### PROBLEM TO WORK ON
Start with the first line of the material. Repeat each line exactly through the one that contains "pub struct TerrainSheetConfig".

### DATA FOR PROCESSING
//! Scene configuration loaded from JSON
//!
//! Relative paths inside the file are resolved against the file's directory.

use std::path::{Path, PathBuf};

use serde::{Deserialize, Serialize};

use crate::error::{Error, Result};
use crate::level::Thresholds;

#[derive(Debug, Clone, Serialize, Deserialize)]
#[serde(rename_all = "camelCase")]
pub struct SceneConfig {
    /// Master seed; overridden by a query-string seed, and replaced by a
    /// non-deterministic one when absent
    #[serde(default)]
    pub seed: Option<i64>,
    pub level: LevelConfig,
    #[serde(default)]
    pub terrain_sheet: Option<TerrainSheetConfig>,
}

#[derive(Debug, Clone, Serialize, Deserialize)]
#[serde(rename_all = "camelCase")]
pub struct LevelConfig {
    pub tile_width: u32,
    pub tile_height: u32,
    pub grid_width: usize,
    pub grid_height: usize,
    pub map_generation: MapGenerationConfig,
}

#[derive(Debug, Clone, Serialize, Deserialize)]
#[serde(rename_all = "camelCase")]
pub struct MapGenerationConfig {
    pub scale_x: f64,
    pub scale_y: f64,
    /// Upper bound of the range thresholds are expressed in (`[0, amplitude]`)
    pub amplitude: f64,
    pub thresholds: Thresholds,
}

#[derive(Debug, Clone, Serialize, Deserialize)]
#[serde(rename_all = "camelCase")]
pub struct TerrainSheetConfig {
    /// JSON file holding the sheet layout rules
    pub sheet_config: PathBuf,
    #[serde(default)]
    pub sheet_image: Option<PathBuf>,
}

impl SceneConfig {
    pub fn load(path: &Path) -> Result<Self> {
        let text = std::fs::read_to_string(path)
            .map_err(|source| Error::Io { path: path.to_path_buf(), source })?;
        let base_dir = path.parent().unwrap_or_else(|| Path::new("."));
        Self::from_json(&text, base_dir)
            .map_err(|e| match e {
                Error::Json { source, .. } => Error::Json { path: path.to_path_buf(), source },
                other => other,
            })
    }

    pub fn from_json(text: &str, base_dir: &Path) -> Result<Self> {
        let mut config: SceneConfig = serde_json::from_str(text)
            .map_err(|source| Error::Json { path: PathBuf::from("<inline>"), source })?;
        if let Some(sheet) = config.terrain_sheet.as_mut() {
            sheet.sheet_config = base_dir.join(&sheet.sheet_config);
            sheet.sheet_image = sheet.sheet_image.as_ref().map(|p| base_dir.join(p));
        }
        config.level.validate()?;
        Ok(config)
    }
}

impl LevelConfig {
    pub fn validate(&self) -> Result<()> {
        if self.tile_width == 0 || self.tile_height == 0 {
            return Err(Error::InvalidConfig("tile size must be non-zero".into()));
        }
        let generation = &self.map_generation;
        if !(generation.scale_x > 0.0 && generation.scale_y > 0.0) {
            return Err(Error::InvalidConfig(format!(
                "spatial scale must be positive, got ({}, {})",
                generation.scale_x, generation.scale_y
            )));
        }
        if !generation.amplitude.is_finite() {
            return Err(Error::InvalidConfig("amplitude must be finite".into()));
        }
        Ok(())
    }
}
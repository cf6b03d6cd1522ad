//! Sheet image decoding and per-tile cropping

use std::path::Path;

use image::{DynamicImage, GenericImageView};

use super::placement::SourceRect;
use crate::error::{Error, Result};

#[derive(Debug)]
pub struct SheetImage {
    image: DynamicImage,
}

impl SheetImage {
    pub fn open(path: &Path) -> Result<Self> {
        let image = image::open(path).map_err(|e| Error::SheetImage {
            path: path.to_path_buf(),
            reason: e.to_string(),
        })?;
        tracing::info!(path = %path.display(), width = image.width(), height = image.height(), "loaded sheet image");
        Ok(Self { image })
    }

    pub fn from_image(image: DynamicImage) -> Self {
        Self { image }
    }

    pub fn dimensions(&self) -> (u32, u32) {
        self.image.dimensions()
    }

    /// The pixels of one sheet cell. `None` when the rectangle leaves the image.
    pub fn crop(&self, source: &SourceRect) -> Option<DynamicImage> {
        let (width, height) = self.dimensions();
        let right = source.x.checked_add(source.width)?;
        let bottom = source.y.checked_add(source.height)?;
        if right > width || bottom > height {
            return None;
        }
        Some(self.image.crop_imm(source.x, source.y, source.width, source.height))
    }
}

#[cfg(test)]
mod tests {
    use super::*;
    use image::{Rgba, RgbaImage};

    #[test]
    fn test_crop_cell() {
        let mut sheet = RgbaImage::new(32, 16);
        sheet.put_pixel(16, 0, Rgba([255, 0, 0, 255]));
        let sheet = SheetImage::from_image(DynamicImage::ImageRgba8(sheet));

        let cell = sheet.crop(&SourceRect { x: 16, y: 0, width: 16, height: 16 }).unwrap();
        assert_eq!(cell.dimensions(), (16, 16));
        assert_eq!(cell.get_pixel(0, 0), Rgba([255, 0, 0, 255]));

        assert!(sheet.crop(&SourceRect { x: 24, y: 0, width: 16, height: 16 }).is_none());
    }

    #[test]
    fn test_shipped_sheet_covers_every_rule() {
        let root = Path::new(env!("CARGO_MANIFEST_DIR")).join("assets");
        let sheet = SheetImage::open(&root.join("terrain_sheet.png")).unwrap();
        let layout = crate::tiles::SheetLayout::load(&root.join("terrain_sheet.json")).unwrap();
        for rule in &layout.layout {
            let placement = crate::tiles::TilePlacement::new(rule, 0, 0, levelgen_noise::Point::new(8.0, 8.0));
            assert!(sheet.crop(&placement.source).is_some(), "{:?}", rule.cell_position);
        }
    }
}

### SOLUTION FOR THIS PROBLEM
//! Scene configuration loaded from JSON
//!
//! Relative paths inside the file are resolved against the file's directory.

use std::path::{Path, PathBuf};

use serde::{Deserialize, Serialize};

use crate::error::{Error, Result};
use crate::level::Thresholds;

#[derive(Debug, Clone, Serialize, Deserialize)]
#[serde(rename_all = "camelCase")]
pub struct SceneConfig {
    /// Master seed; overridden by a query-string seed, and replaced by a
    /// non-deterministic one when absent
    #[serde(default)]
    pub seed: Option<i64>,
    pub level: LevelConfig,
    #[serde(default)]
    pub terrain_sheet: Option<TerrainSheetConfig>,
}

#[derive(Debug, Clone, Serialize, Deserialize)]
#[serde(rename_all = "camelCase")]
pub struct LevelConfig {
    pub tile_width: u32,
    pub tile_height: u32,
    pub grid_width: usize,
    pub grid_height: usize,
    pub map_generation: MapGenerationConfig,
}

#[derive(Debug, Clone, Serialize, Deserialize)]
#[serde(rename_all = "camelCase")]
pub struct MapGenerationConfig {
    pub scale_x: f64,
    pub scale_y: f64,
    /// Upper bound of the range thresholds are expressed in (`[0, amplitude]`)
    pub amplitude: f64,
    pub thresholds: Thresholds,
}

#[derive(Debug, Clone, Serialize, Deserialize)]
#[serde(rename_all = "camelCase")]
pub struct TerrainSheetConfig {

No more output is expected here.